With the launch of the Lyons Inquiry into Local Government, ‘place-shaping’ is now – we are told – the primary objective of local government services. Michael Lyons argues: “though some economic and sociological analyses have challenged the importance of place and the importance of the local in modern society and economics, place remains relevant”.
This is especially good to hear for someone like myself for whom planning has always been (first and foremost) about real places, and about the real difference that can be made through intervention in localities. For his part, Lyons agrees, suggesting that “Land use planning is an important aspect of place-shaping, perhaps the most immediate tool which authorities can use to influence the physical shape of localities”. He includes within his notion of place-shaping:
- Building and shaping local identity
- Representing the community
- Regulating harmful and disruptive behaviours
- Maintaining the cohesiveness of the community and supporting debate within it, ensuring smaller voices are heard
- Helping to resolve disagreements
- Working to make the local economy more successful whilst being sensitive to pressures on the environment
- Understanding local needs and preferences and making sure that the right services are provided to local people
- Working with other bodies in response to complex challenges such as natural disasters and other emergencies.
For most planners, much of this might already be viewed as the bread and butter job of planning. But, as one would expect from an inquiry into local government, what follows in the report represents a specifically governance-focussed view of place, with a strong faith placed in the ability of governance solutions to shape place qualities. For my part, I can’t help feeling that this is borrowing much of the place-based language of planning and urban design, without the place-based content, in other words, without a real sense of what makes good places on the ground.
In this sense, shaping real places is not simply about how local services are organised and delivered. Indeed many would argue that the constant tinkering with our local government arrangements over successive administrations (of both persuasions) has not got us far, and instead we need to concentrate much more on the content of what they are trying to do.
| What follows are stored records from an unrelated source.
use async_trait::async_trait;
use uuid::Uuid;

use crate::application::repos::{EngagementRepo, RepoError};
use crate::domain::types::LikeTargetType;

use super::{PostgresRepositories, map_sqlx_error};

fn counter_table(target_type: LikeTargetType) -> &'static str {
    match target_type {
        LikeTargetType::Post => "posts",
        LikeTargetType::Comment => "comments",
    }
}

#[async_trait]
impl EngagementRepo for PostgresRepositories {
    async fn insert_like(
        &self,
        user_id: Uuid,
        target_type: LikeTargetType,
        target_id: Uuid,
    ) -> Result<bool, RepoError> {
        let mut tx = self.begin().await.map_err(map_sqlx_error)?;

        let inserted = sqlx::query(
            "INSERT INTO likes (user_id, target_type, target_id) \
             VALUES ($1, $2, $3) \
             ON CONFLICT (user_id, target_type, target_id) DO NOTHING",
        )
        .bind(user_id)
        .bind(target_type)
        .bind(target_id)
        .execute(tx.as_mut())
        .await
        .map_err(map_sqlx_error)?
        .rows_affected()
            > 0;

        // The denormalized counter moves only when a row was actually added,
        // so a repeated like cannot inflate it.
        if inserted {
            let sql = format!(
                "UPDATE {} SET likes_count = likes_count + 1 WHERE id = $1",
                counter_table(target_type)
            );
            sqlx::query(&sql)
                .bind(target_id)
                .execute(tx.as_mut())
                .await
                .map_err(map_sqlx_error)?;
        }

        tx.commit().await.map_err(map_sqlx_error)?;
        Ok(inserted)
    }

    async fn remove_like(
        &self,
        user_id: Uuid,
        target_type: LikeTargetType,
        target_id: Uuid,
    ) -> Result<bool, RepoError> {
        let mut tx = self.begin().await.map_err(map_sqlx_error)?;

        let removed = sqlx::query(
            "DELETE FROM likes WHERE user_id = $1 AND target_type = $2 AND target_id = $3",
        )
        .bind(user_id)
        .bind(target_type)
        .bind(target_id)
        .execute(tx.as_mut())
        .await
        .map_err(map_sqlx_error)?
        .rows_affected()
            > 0;

        if removed {
            let sql = format!(
                "UPDATE {} SET likes_count = GREATEST(likes_count - 1, 0) WHERE id = $1",
                counter_table(target_type)
            );
            sqlx::query(&sql)
                .bind(target_id)
                .execute(tx.as_mut())
                .await
                .map_err(map_sqlx_error)?;
        }

        tx.commit().await.map_err(map_sqlx_error)?;
        Ok(removed)
    }

    async fn insert_repost(&self, user_id: Uuid, post_id: Uuid) -> Result<bool, RepoError> {
        let mut tx = self.begin().await.map_err(map_sqlx_error)?;

        let inserted = sqlx::query(
            "INSERT INTO reposts (user_id, post_id) VALUES ($1, $2) \
             ON CONFLICT (user_id, post_id) DO NOTHING",
        )
        .bind(user_id)
        .bind(post_id)
        .execute(tx.as_mut())
        .await
        .map_err(map_sqlx_error)?
        .rows_affected()
            > 0;

        if inserted {
            sqlx::query("UPDATE posts SET reposts_count = reposts_count + 1 WHERE id = $1")
                .bind(post_id)
                .execute(tx.as_mut())
                .await
                .map_err(map_sqlx_error)?;
        }

        tx.commit().await.map_err(map_sqlx_error)?;
        Ok(inserted)
    }

    async fn remove_repost(&self, user_id: Uuid, post_id: Uuid) -> Result<bool, RepoError> {
        let mut tx = self.begin().await.map_err(map_sqlx_error)?;

        let removed = sqlx::query("DELETE FROM reposts WHERE user_id = $1 AND post_id = $2")
            .bind(user_id)
            .bind(post_id)
            .execute(tx.as_mut())
            .await
            .map_err(map_sqlx_error)?
            .rows_affected()
            > 0;

        if removed {
            sqlx::query(
                "UPDATE posts SET reposts_count = GREATEST(reposts_count - 1, 0) WHERE id = $1",
            )
            .bind(post_id)
            .execute(tx.as_mut())
            .await
            .map_err(map_sqlx_error)?;
        }

        tx.commit().await.map_err(map_sqlx_error)?;
        Ok(removed)
    }
}
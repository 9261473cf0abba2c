//! TUIC extraction. Both the uuid and the password are mandatory; the
//! link credential is `uuid:password`, matching the URI userinfo. The
//! tuning parameters get protocol defaults when a feed omits them.

use serde_json::Value;

use crate::models::{ProxyNode, ProxyType};
use crate::parser::fields::{self, pick_bool, pick_list_joined, pick_port, pick_str};
use crate::utils::string::cut_at_whitespace;

pub fn extract_tuic(attrs: &Value) -> Option<ProxyNode> {
    let uuid = pick_str(attrs, &["uuid", "settings.uuid"])?;
    let uuid = cut_at_whitespace(&uuid).to_string();
    if uuid.is_empty() {
        return None;
    }
    let password = pick_str(attrs, &["password", "settings.password"])?;
    let server = pick_str(attrs, fields::SERVER)?;
    let port = pick_port(attrs, fields::PORT)?;

    let mut node = ProxyNode::new(ProxyType::Tuic, server, port, format!("{uuid}:{password}"));
    node.sni = pick_str(attrs, fields::SNI);
    node.allow_insecure = pick_bool(attrs, fields::INSECURE);
    node.alpn = Some(pick_list_joined(attrs, fields::ALPN).unwrap_or_else(|| "h3".to_string()));
    node.congestion_control = Some(
        pick_str(attrs, &["congestion_control", "congestion-controller", "congestion-control"])
            .unwrap_or_else(|| "bbr".to_string()),
    );
    node.udp_relay_mode = Some(
        pick_str(attrs, &["udp_relay_mode", "udp-relay-mode"])
            .unwrap_or_else(|| "native".to_string()),
    );
    Some(node)
}
pub mod base64;
pub mod string;
pub mod url;
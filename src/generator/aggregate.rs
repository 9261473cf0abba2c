//! Deduplication, labeling, and output fan-out.
//!
//! One pass over the validated record stream feeds two independent
//! sinks: per-protocol pool files for inspection and one merged
//! subscription file in aggregation order.

use std::collections::HashSet;
use std::fs;
use std::path::Path;

use log::{debug, info};

use crate::generator::link::encode_link;
use crate::models::{IdentityKey, ProxyNode, ProxyType};

/// Run-scoped set of seen identity keys. The first source to supply a
/// node wins; later repeats are dropped silently.
#[derive(Default)]
pub struct Deduplicator {
    seen: HashSet<IdentityKey>,
}

impl Deduplicator {
    pub fn new() -> Self {
        Self::default()
    }

    /// Returns true when the node is new and should be kept.
    pub fn admit(&mut self, node: &ProxyNode) -> bool {
        self.seen.insert(node.identity())
    }
}

/// One finished link with its sequential label.
#[derive(Debug, Clone)]
pub struct EncodedLink {
    pub proxy_type: ProxyType,
    pub label: String,
    pub uri: String,
}

/// Assigns deterministic `<prefix>-NNN` labels and encodes admitted
/// nodes in first-occurrence order across all processed sources.
pub struct Aggregator {
    prefix: String,
    dedup: Deduplicator,
    links: Vec<EncodedLink>,
}

impl Aggregator {
    pub fn new(prefix: &str) -> Self {
        Aggregator {
            prefix: if prefix.is_empty() {
                "Node".to_string()
            } else {
                prefix.to_string()
            },
            dedup: Deduplicator::new(),
            links: Vec::new(),
        }
    }

    /// Admit one candidate record. Duplicates are normal, not errors.
    pub fn push(&mut self, node: &ProxyNode) {
        if !self.dedup.admit(node) {
            debug!(
                "duplicate {} node {}:{} dropped",
                node.proxy_type.as_str(),
                node.server,
                node.port
            );
            return;
        }
        let label = format!("{}-{:03}", self.prefix, self.links.len() + 1);
        let uri = encode_link(node, &label);
        if uri.is_empty() {
            return;
        }
        self.links.push(EncodedLink {
            proxy_type: node.proxy_type,
            label,
            uri,
        });
    }

    pub fn links(&self) -> &[EncodedLink] {
        &self.links
    }

    pub fn into_links(self) -> Vec<EncodedLink> {
        self.links
    }

    /// Write per-protocol pool files plus the merged subscription file.
    /// The merged file is always produced, even when empty, so
    /// downstream consumers never see a missing artifact.
    pub fn write_outputs(&self, outdir: &Path) -> std::io::Result<()> {
        fs::create_dir_all(outdir)?;

        for proxy_type in ProxyType::ALL {
            let pool: Vec<&str> = self
                .links
                .iter()
                .filter(|l| l.proxy_type == proxy_type)
                .map(|l| l.uri.as_str())
                .collect();
            if pool.is_empty() {
                continue;
            }
            let path = outdir.join(format!("{}.txt", proxy_type.as_str()));
            write_lines(&path, &pool)?;
            info!("wrote {} {} links to {}", pool.len(), proxy_type.as_str(), path.display());
        }

        let merged: Vec<&str> = self.links.iter().map(|l| l.uri.as_str()).collect();
        let merged_path = outdir.join("merged.txt");
        write_lines(&merged_path, &merged)?;
        info!("wrote {} links to {}", merged.len(), merged_path.display());
        Ok(())
    }
}

fn write_lines(path: &Path, lines: &[&str]) -> std::io::Result<()> {
    let mut out = String::new();
    for line in lines {
        out.push_str(line);
        out.push('\n');
    }
    fs::write(path, out)
}
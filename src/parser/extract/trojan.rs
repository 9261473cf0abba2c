//! Trojan extraction.

use serde_json::Value;

use crate::models::{ProxyNode, ProxyType};
use crate::parser::fields::{self, pick_bool, pick_port, pick_str};

pub fn extract_trojan(attrs: &Value) -> Option<ProxyNode> {
    let password = pick_str(attrs, &["password", "settings.servers.0.password"])?;
    let server = pick_str(attrs, fields::SERVER)?;
    let port = pick_port(attrs, fields::PORT)?;

    let mut node = ProxyNode::new(ProxyType::Trojan, server, port, password);
    node.sni = pick_str(attrs, fields::SNI);
    node.allow_insecure = pick_bool(attrs, fields::INSECURE);
    Some(node)
}
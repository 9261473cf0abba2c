use thiserror::Error;

/// Failure to obtain a source body. Never fatal for the run; the
/// pipeline logs it and moves on to the next source.
#[derive(Debug, Error)]
pub enum SourceError {
    #[error("request failed: {0}")]
    Http(#[from] reqwest::Error),

    #[error("read failed: {0}")]
    Io(#[from] std::io::Error),
}
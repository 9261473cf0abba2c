use std::path::PathBuf;

use anyhow::Context;
use clap::Parser;
use env_logger::Env;
use log::{info, warn};

use sublink::pipeline::{parse_source_list, run};

/// Normalize proxy configuration feeds into URI subscription links
#[derive(Parser, Debug)]
#[command(author, version, about, long_about = None)]
struct Args {
    /// Path to the newline-delimited source list
    #[arg(short, long, value_name = "FILE")]
    sources: PathBuf,

    /// Directory for pool files and the merged subscription
    #[arg(short, long, value_name = "DIR", default_value = "output")]
    outdir: PathBuf,

    /// Label prefix for generated node tags
    #[arg(short, long, value_name = "PREFIX", default_value = "Node")]
    prefix: String,

    /// Per-source fetch timeout in seconds
    #[arg(long, value_name = "SECONDS")]
    timeout: Option<u64>,
}

fn main() -> anyhow::Result<()> {
    // Initialize the logger
    env_logger::init_from_env(Env::default().default_filter_or("info"));

    let args = Args::parse();

    // A missing source list degrades to a no-op run that still writes
    // the (empty) output artifacts.
    let sources = match std::fs::read_to_string(&args.sources) {
        Ok(content) => parse_source_list(&content),
        Err(e) => {
            warn!("cannot read source list {}: {e}", args.sources.display());
            Vec::new()
        }
    };
    if sources.is_empty() {
        info!("no sources configured; output will be empty");
    }

    run(&sources, &args.prefix, args.timeout, &args.outdir)
        .context("failed to write output files")?;
    Ok(())
}
//! URL encoding/decoding utilities

/// Encodes a string using URL encoding
///
/// # Examples
/// ```
/// use sublink::utils::url::url_encode;
///
/// let encoded = url_encode("Hello World!");
/// assert_eq!(encoded, "Hello%20World%21");
/// ```
pub fn url_encode(input: &str) -> String {
    urlencoding::encode(input).into_owned()
}

/// Decodes a URL-encoded string
///
/// Returns the original string if decoding fails.
pub fn url_decode(input: &str) -> String {
    urlencoding::decode(input)
        .map(|cow| cow.into_owned())
        .unwrap_or_else(|_| input.to_string())
}
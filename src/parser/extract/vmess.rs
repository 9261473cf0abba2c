//! VMess extraction. Only the uuid, endpoint, and TLS toggle matter:
//! the whole configuration travels inside the base64 descriptor built
//! at encode time.

use serde_json::Value;

use crate::models::{ProxyNode, ProxyType};
use crate::parser::fields::{self, pick_bool, pick_port, pick_str};
use crate::utils::string::cut_at_whitespace;

pub fn extract_vmess(attrs: &Value) -> Option<ProxyNode> {
    let uuid = pick_str(attrs, fields::VNEXT_UUID)?;
    let uuid = cut_at_whitespace(&uuid).to_string();
    if uuid.is_empty() {
        return None;
    }
    let server = pick_str(attrs, fields::VNEXT_SERVER)?;
    let port = pick_port(attrs, fields::VNEXT_PORT)?;

    let mut node = ProxyNode::new(ProxyType::VMess, server, port, uuid);
    if tls_enabled(attrs) {
        node.transport.security = "tls".to_string();
    }
    Some(node)
}

fn tls_enabled(attrs: &Value) -> bool {
    pick_bool(attrs, &["tls.enabled", "tls"])
        || pick_str(attrs, &["streamSettings.security", "security"]).as_deref() == Some("tls")
}

#[cfg(test)]
mod tests {
    use super::*;
    use serde_json::json;

    #[test]
    fn test_basic_vmess() {
        let attrs = json!({"uuid": "id-1", "server": "5.6.7.8", "port": 10086, "tls": true});
        let node = extract_vmess(&attrs).unwrap();
        assert_eq!(node.credential, "id-1");
        assert_eq!(node.transport.security, "tls");
    }

    #[test]
    fn test_vmess_without_tls() {
        let attrs = json!({"uuid": "id-1", "server": "5.6.7.8", "port": 10086});
        let node = extract_vmess(&attrs).unwrap();
        assert!(node.transport.security.is_empty());
    }

    #[test]
    fn test_vmess_requires_uuid() {
        let attrs = json!({"server": "5.6.7.8", "port": 10086});
        assert!(extract_vmess(&attrs).is_none());
    }
}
This should begin from an in-depth understanding of the locality that local services hope to influence; understanding the nature of place in all its glorious and baffling complexity. This understanding should inform a vision (or visions) about the nature of that place and what it wants to be. Services can then be marshalled on the basis of the vision and their part in its on-going delivery, at least until such time that the process starts again. To my mind (and call me old fashioned) it is not the lack of locally-focussed governance that is the problem, or indeed the desire of those responsible to do the best for those localities, it is instead the lack of a strong vision (or often any vision) that will allow public services to be delivered in a manner that adds up to more than the sum of the numerous parts.
A related concern has long been the lack of any real sense in many of those charged with shaping the urban environment that place is actually situated in space. Hence our genius for creating ‘non-places’ that few would remember, much less identify with, whilst real places have often been left to wither on the vine.
The result is that we try to make up for our failure with a baffling array of mind-bogglingly generic and unambitious local strategies, and a seemingly inexhaustible range of unaccountable (and locally invisible) partnerships, quangos and governance arrangements designed to fill the gap. In such circumstances, is it really surprising that so many no longer bother to vote in local elections?
Place-shaping, therefore, may be the latest concept to catch Ministers’ attention, but it could learn a lesson or two from another concept that was all the rage not so long ago – urban renaissance. That actively tried to make the link between governance and the four pillars of society, economy, environment and design. To succeed, it was argued, we need to seek solutions that deliver on all five fronts. Place-shaping surely will need the same.
For planners, if the RTPI’s own strap-line ‘Mediation of space, making of place’ is to be believed, then they are the people to deliver and shouldn’t be afraid to stand up and say so. Where else will the vision come from? How else will notions of place be given that all-important space dimension?